Abstract
The main problem that arises during the operation of all these power systems is load-frequency control. Load-frequency control is a common problem of power systems that are connected to an interconnected system. Variations in the frequency in the interconnected power systems can lead to large-scale and serious instability problems. And in microgrids, load-frequency control is of great importance in order to provide active power balancing, especially when the microgrids are connected to the main grid. In this study, AC microgrid structures and their basic control cycles are examined. A sample autonomous hybrid AC microgrid structure was modeled in the MATLAB environment and an autonomous hybrid AC microgrid system isolated from the main grid was considered to be the case study. In this case, the controller gains are determined according to the Optic Inspired Optimization, Bacterial Swarm Optimization, Artificial Bee Colony Optimization, Ant Colony Optimization, Grey Wolf Colony Optimization algorithms, costing with the ISE performance criteria which are commonly recognized in the literature. The controller gains determined by optimization were simulated for time domain responses in the generated model and the results were analyzed.
Highlights
Microgrids are new generation energy production systems that can be controlled independently and include distributed energy resources (DER), and can operate on grid or off grid, established in the vicinity of the consumer [1]

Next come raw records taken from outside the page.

use std::path::{Path, PathBuf};

use miette::{miette, Context, IntoDiagnostic, Result};
use tracing::{debug, info};

use crate::{
    io::named_tempfile_in,
    outside::{ConcatMode, NormalizeMode, StreamTransformer},
    types::{AssemblyBatch, Container, FetchedClip, StreamSignature},
};

/// Resolution used when the first input has no usable video size
const FALLBACK_RESOLUTION: (u32, u32) = (1920, 1080);

/// Name of the concatenated file in the work directory
const INTERMEDIATE_NAME: &str = "combined";

/// Concatenates a batch of clips into a single distribution file.
pub struct Assembler<'a> {
    stream_tsf: &'a dyn StreamTransformer,
    work_dir: &'a Path,
    output: &'a Path,
    container: Container,
}

impl<'a> Assembler<'a> {
    pub fn new(
        stream_tsf: &'a dyn StreamTransformer,
        work_dir: &'a Path,
        output: &'a Path,
        container: Container,
    ) -> Self {
        Self {
            stream_tsf,
            work_dir,
            output,
            container,
        }
    }

    /// Shuffle the batch, concatenate it into an intermediate file of the
    /// work directory, then convert that file into the output.
    ///
    /// The output path is only written if every step succeeded.
    pub fn assemble(&self, batch: AssemblyBatch, rng: &mut fastrand::Rng) -> Result<PathBuf> {
        if batch.is_empty() {
            return Err(miette!("The batch is empty, there is nothing to assemble"));
        }

        let clips = presentation_order(batch.into_clips(), rng);
        debug!(
            "Presentation order: {:?}",
            clips.iter().map(|c| c.index).collect::<Vec<_>>()
        );
        let inputs: Vec<&Path> = clips.iter().map(|c| c.path.as_path()).collect();

        let mut signatures = Vec::with_capacity(inputs.len());
        for input in &inputs {
            signatures.push(
                self.stream_tsf
                    .streams(input)
                    .map_err(miette::Report::from)
                    .wrap_err_with(|| format!("Could not probe {}", input.display()))?,
            );
        }

        let intermediate = self
            .work_dir
            .join(format!("{INTERMEDIATE_NAME}{}", Container::Mkv.with_dot()));
        let mode = concat_mode(&signatures);
        info!("Concatenating {} clips ({mode:?})", inputs.len());
        self.stream_tsf
            .concat(&inputs, &intermediate, mode)
            .map_err(miette::Report::from)
            .wrap_err("Could not concatenate the clips")?;

        let signature = self
            .stream_tsf
            .streams(&intermediate)
            .map_err(miette::Report::from)
            .wrap_err("Could not probe the concatenated file")?;

        let out_dir = self
            .output
            .parent()
            .filter(|dir| !dir.as_os_str().is_empty())
            .unwrap_or(Path::new("."));
        let tmp = named_tempfile_in(out_dir, self.container)?;
        let mode = normalize_mode(&signature, self.container);
        info!("Converting to {} ({mode:?})", self.container.with_no_dot());
        self.stream_tsf
            .normalize(&intermediate, tmp.path(), self.container, mode)
            .map_err(miette::Report::from)
            .wrap_err("Could not convert the concatenated file")?;

        tmp.persist(self.output)
            .into_diagnostic()
            .wrap_err_with(|| format!("Could not write {}", self.output.display()))?;

        Ok(self.output.to_path_buf())
    }
}

/// Uniformly random order of the clips, unrelated to their ranking
pub fn presentation_order(
    mut clips: Vec<FetchedClip>,
    rng: &mut fastrand::Rng,
) -> Vec<FetchedClip> {
    rng.shuffle(&mut clips);
    clips
}

/// Packets can only be copied if every input has the exact same stream layout
pub fn concat_mode(signatures: &[StreamSignature]) -> ConcatMode {
    let all_same = signatures
        .first()
        .map(|first| {
            first.is_complete() && signatures.iter().all(|signature| signature == first)
        })
        .unwrap_or(false);

    if all_same {
        return ConcatMode::StreamCopy;
    }

    let (width, height) = signatures
        .first()
        .and_then(|s| s.video.as_ref())
        .filter(|v| v.width > 0 && v.height > 0)
        .map(|v| (v.width, v.height))
        .unwrap_or(FALLBACK_RESOLUTION);

    ConcatMode::Transcode { width, height }
}

/// Re-encode only if the container cannot hold the current codecs
pub fn normalize_mode(signature: &StreamSignature, container: Container) -> NormalizeMode {
    match signature.codecs() {
        Some((video, audio)) if container.accepts_codecs(video, audio) => {
            NormalizeMode::StreamCopy
        }
        _ => NormalizeMode::Transcode,
    }
}

#[cfg(test)]
mod tests {
    use super::*;
    use crate::{
        pipeline::fake::FakeMedia,
        types::{AudioStream, ClipCandidate, VideoStream},
    };

    fn signature(video_codec: &str, width: u32) -> StreamSignature {
        StreamSignature {
            video: Some(VideoStream {
                codec: video_codec.into(),
                width,
                height: 720,
                pix_fmt: Some("yuv420p".into()),
            }),
            audio: Some(AudioStream {
                codec: "aac".into(),
                sample_rate: Some(48000),
                channels: Some(2),
            }),
        }
    }

    /// Write fake media files for the given durations, as the fetcher would
    fn fetched(dir: &Path, media: &FakeMedia, durations: &[f64]) -> AssemblyBatch {
        use crate::outside::ClipDownloader;

        let clips = durations
            .iter()
            .enumerate()
            .map(|(index, &duration)| {
                let clip_ref = format!("clip/{index}");
                let path = dir.join(format!("{index}.mkv"));
                assert!(duration > 0.0);
                media.download(&clip_ref, &path).unwrap();
                FetchedClip {
                    index,
                    path,
                    duration,
                    candidate: ClipCandidate::new("chan", clip_ref, 100),
                }
            })
            .collect();
        AssemblyBatch::new(clips)
    }

    fn media_for(durations: &[f64]) -> FakeMedia {
        durations
            .iter()
            .enumerate()
            .fold(FakeMedia::default(), |media, (i, &d)| {
                media.with_clip(&format!("clip/{i}"), d)
            })
    }

    #[test]
    fn order_is_a_permutation() {
        let clips: Vec<FetchedClip> = (0..20)
            .map(|index| FetchedClip {
                index,
                path: format!("{index}.mkv").into(),
                duration: 1.0,
                candidate: ClipCandidate::new("chan", format!("clip/{index}"), 1),
            })
            .collect();

        let mut rng = fastrand::Rng::with_seed(3);
        let mut orders = Vec::new();
        for _ in 0..5 {
            let order = presentation_order(clips.clone(), &mut rng);
            let mut indexes: Vec<_> = order.iter().map(|c| c.index).collect();
            orders.push(indexes.clone());
            indexes.sort_unstable();
            assert_eq!(indexes, (0..20).collect::<Vec<_>>());
        }

        // 20! orders, five identical draws would mean the shuffle does nothing
        assert!(orders.iter().any(|o| o != &orders[0]));
    }

    #[test]
    fn identical_inputs_are_copied() {
        let sigs = vec![signature("h264", 1280); 3];
        assert_eq!(concat_mode(&sigs), ConcatMode::StreamCopy);
    }

    #[test]
    fn mismatched_inputs_are_transcoded() {
        let sigs = vec![signature("h264", 1280), signature("h264", 1920)];
        assert_eq!(
            concat_mode(&sigs),
            ConcatMode::Transcode {
                width: 1280,
                height: 720
            }
        );

        let sigs = vec![signature("h264", 1280), signature("vp9", 1280)];
        assert!(matches!(concat_mode(&sigs), ConcatMode::Transcode { .. }));
    }

    #[test]
    fn inputs_without_audio_are_transcoded() {
        let mut silent = signature("h264", 1280);
        silent.audio = None;
        let sigs = vec![silent.clone(), silent];
        assert!(matches!(concat_mode(&sigs), ConcatMode::Transcode { .. }));
    }

    #[test]
    fn missing_resolution_falls_back() {
        let sigs = vec![StreamSignature::default(), signature("h264", 1280)];
        assert_eq!(
            concat_mode(&sigs),
            ConcatMode::Transcode {
                width: FALLBACK_RESOLUTION.0,
                height: FALLBACK_RESOLUTION.1
            }
        );
    }

    #[test]
    fn normalization_copies_compatible_codecs() {
        assert_eq!(
            normalize_mode(&signature("h264", 1280), Container::Mp4),
            NormalizeMode::StreamCopy
        );
        assert_eq!(
            normalize_mode(&signature("vp9", 1280), Container::Mp4),
            NormalizeMode::Transcode
        );
        assert_eq!(
            normalize_mode(&signature("vp9", 1280), Container::Mkv),
            NormalizeMode::StreamCopy
        );
        assert_eq!(
            normalize_mode(&StreamSignature::default(), Container::Mkv),
            NormalizeMode::Transcode
        );
    }

    #[test]
    fn assembles_every_clip_once() {
        let work = tempfile::tempdir().unwrap();
        let out = tempfile::tempdir().unwrap();
        let durations = [10.0, 20.0, 30.0, 40.0];
        let media = media_for(&durations);
        let batch = fetched(work.path(), &media, &durations);
        let output = out.path().join("highlights.mp4");

        let res = Assembler::new(&media, work.path(), &output, Container::Mp4)
            .assemble(batch, &mut fastrand::Rng::with_seed(1))
            .unwrap();

        assert_eq!(res, output);
        assert!(output.exists());
        assert_eq!(out.path().read_dir().unwrap().count(), 1);

        let concats = media.concats.borrow();
        assert_eq!(concats.len(), 1);
        let (inputs, mode) = &concats[0];
        assert_eq!(*mode, ConcatMode::StreamCopy);
        let mut names: Vec<_> = inputs
            .iter()
            .map(|p| p.file_name().unwrap().to_string_lossy().into_owned())
            .collect();
        names.sort();
        assert_eq!(names, ["0.mkv", "1.mkv", "2.mkv", "3.mkv"]);
        assert_eq!(*media.normalizations.borrow(), [NormalizeMode::StreamCopy]);

        // The intermediate file stays in the work directory
        assert!(work.path().join("combined.mkv").exists());
    }

    #[test]
    fn mixed_codecs_are_transcoded() {
        let work = tempfile::tempdir().unwrap();
        let out = tempfile::tempdir().unwrap();
        let media = FakeMedia::default()
            .with_clip("clip/0", 10.0)
            .with_codec_clip("clip/1", 10.0, "vp9");
        let batch = fetched(work.path(), &media, &[10.0, 10.0]);
        let output = out.path().join("highlights.mp4");

        Assembler::new(&media, work.path(), &output, Container::Mp4)
            .assemble(batch, &mut fastrand::Rng::with_seed(1))
            .unwrap();

        let concats = media.concats.borrow();
        assert!(matches!(concats[0].1, ConcatMode::Transcode { .. }));
    }

    #[test]
    fn empty_batch_produces_nothing() {
        let work = tempfile::tempdir().unwrap();
        let out = tempfile::tempdir().unwrap();
        let media = FakeMedia::default();
        let output = out.path().join("highlights.mp4");

        let res = Assembler::new(&media, work.path(), &output, Container::Mp4)
            .assemble(AssemblyBatch::default(), &mut fastrand::Rng::with_seed(1));

        assert!(res.is_err());
        assert!(media.concats.borrow().is_empty());
        assert_eq!(out.path().read_dir().unwrap().count(), 0);
    }

    #[test]
    fn failed_concatenation_is_fatal() {
        let work = tempfile::tempdir().unwrap();
        let out = tempfile::tempdir().unwrap();
        let mut media = media_for(&[10.0, 20.0]);
        media.fail_concat = true;
        let batch = fetched(work.path(), &media, &[10.0, 20.0]);
        let output = out.path().join("highlights.mp4");

        let res = Assembler::new(&media, work.path(), &output, Container::Mp4)
            .assemble(batch, &mut fastrand::Rng::with_seed(1));

        assert!(res.is_err());
        assert!(media.normalizations.borrow().is_empty());
        assert_eq!(out.path().read_dir().unwrap().count(), 0);
        // Fetched media is left in place for inspection
        assert!(work.path().join("0.mkv").exists());
    }

    #[test]
    fn failed_normalization_publishes_nothing() {
        let work = tempfile::tempdir().unwrap();
        let out = tempfile::tempdir().unwrap();
        let mut media = media_for(&[10.0, 20.0]);
        media.fail_normalize = true;
        let batch = fetched(work.path(), &media, &[10.0, 20.0]);
        let output = out.path().join("highlights.mp4");

        let res = Assembler::new(&media, work.path(), &output, Container::Mp4)
            .assemble(batch, &mut fastrand::Rng::with_seed(1));

        assert!(res.is_err());
        assert!(!output.exists());
        assert_eq!(out.path().read_dir().unwrap().count(), 0);
    }
}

The concept of microgrid has emerged as the result of increasing economic and environmental problems in traditional power systems
The use of renewable energy sources in microgrids has rapidly been becoming widespread in the power industry, due to its ability to reduce global warming and remove environmental constraints
Summary
Microgrids are new generation energy production systems that can be controlled independently and include distributed energy resources (DER), and can operate on grid or off grid, established in the vicinity of the consumer [1]. As a result of this, producing electrical energy at locations that are electrically close to the consumption centers will bring many advantages Such production systems have emerged as a supplementary element to the overall sustainability of the power system. The changes in DERs’ primary energy sources (seasonal changes) cause uncertainties in production, when it comes together with the uncertainties in consumers, a difficult and important optimization problem arises. For this reason, researchers have proposed solutions using various optimization methods. Researchers have proposed solutions using various optimization methods With this introduction, a hybrid power system model and load-frequency control are discussed and introduced in the study.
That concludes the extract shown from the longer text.